Argentina missed a Friday deadline to reach an agreement with international creditors to restructure its massive debt, but negotiations will continue, its economy minister said.
The two sides have been deadlocked over Argentina's US$65-billion debt, with the three main bondholder groups rejecting a government restructuring proposal, saying they were unwilling to swallow "disproportionate" losses on their investment.
"Argentina is maintaining a dialogue," Economy Minister Martín Guzmán told reporters on Friday.
A 30-day grace period for a US$500-million bond payment that Buenos Aires has already missed expires on May 22.
"The next maturity of the bonds is May 22. Only on that date, if Argentina does not comply with the payment, can it be considered in default," said Hernán Letcher, the director of the CEPA consultancy firm, told AFP.
Guzmán said this week that he is willing to listen to "any combination" in a counter offer, as long as the model is sustainable over time.
Consulting firm Capital Economics also said in a report that "there are likely to be more verbal thrusts [between the parties] from now until May 22 when the [delayed] coupon payment expires."
Guzmán has taken an aggressive stance on debt, in part driven by a need to free up resources to fight the novel coronavirus pandemic in the recession-hit South American grain and beef exporter.
He said this week that his government, though willing, "does not have the capacity to pay."

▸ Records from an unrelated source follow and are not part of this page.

//! # Gating Verification Engine
//!
//! Decides whether a connected wallet satisfies the on-chain and social
//! requirements attached to a post.
//!
//! - **registry**: category type -> verifier
//! - **ethereum** / **universal_profile**: per-category requirement verifiers
//! - **lock**: per-post gating configuration and its storage
//! - **aggregate**: combines category results into `can_comment`

pub mod address;
pub mod aggregate;
pub mod category;
pub mod errors;
pub mod ethereum;
pub mod lock;
pub mod registry;
pub mod snapshot;
pub mod universal_profile;

pub use address::{Address, Amount, TokenId};
pub use aggregate::{aggregate, CategoryState, CategoryStatus, VerificationStatus};
pub use category::{
    CategoryInfo, CategoryVerification, Check, Fulfillment, GatingCategory, Requirement,
    RequirementResult, TypedCategory,
};
pub use errors::{GatingError, GatingResult};
pub use ethereum::EthereumRequirement;
pub use lock::{GatingLock, InMemoryLockRepository, LockCategory, LockRepository};
pub use registry::CategoryRegistry;
pub use snapshot::{SnapshotPlan, WalletSnapshot};
pub use universal_profile::UniversalProfileRequirement;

A senior government official who requested anonymity told AFP the country would face a difficult 10 days, but that Buenos Aires was "optimistic" about reaching an agreement.
"We will do everything we can (to find a solution) without mortgaging the present and the future of the Argentines," he said.
Buenos Aires' offer to its creditors includes a 62 percent discount on interest, or US$37.9 billion, and 5.4 percent on capital, or S$3.6 billion. The country is also requesting a three-year moratorium, which would imply no payments until 2023.
Failure to pay would mean a default, a near doomsday scenario for the cash-strapped country that would prevent the government from seeking credit from the financial markets.
Argentina, which has been gripped by recession for two years, has also been in lockdown since March 20, further damaging its already battered economy.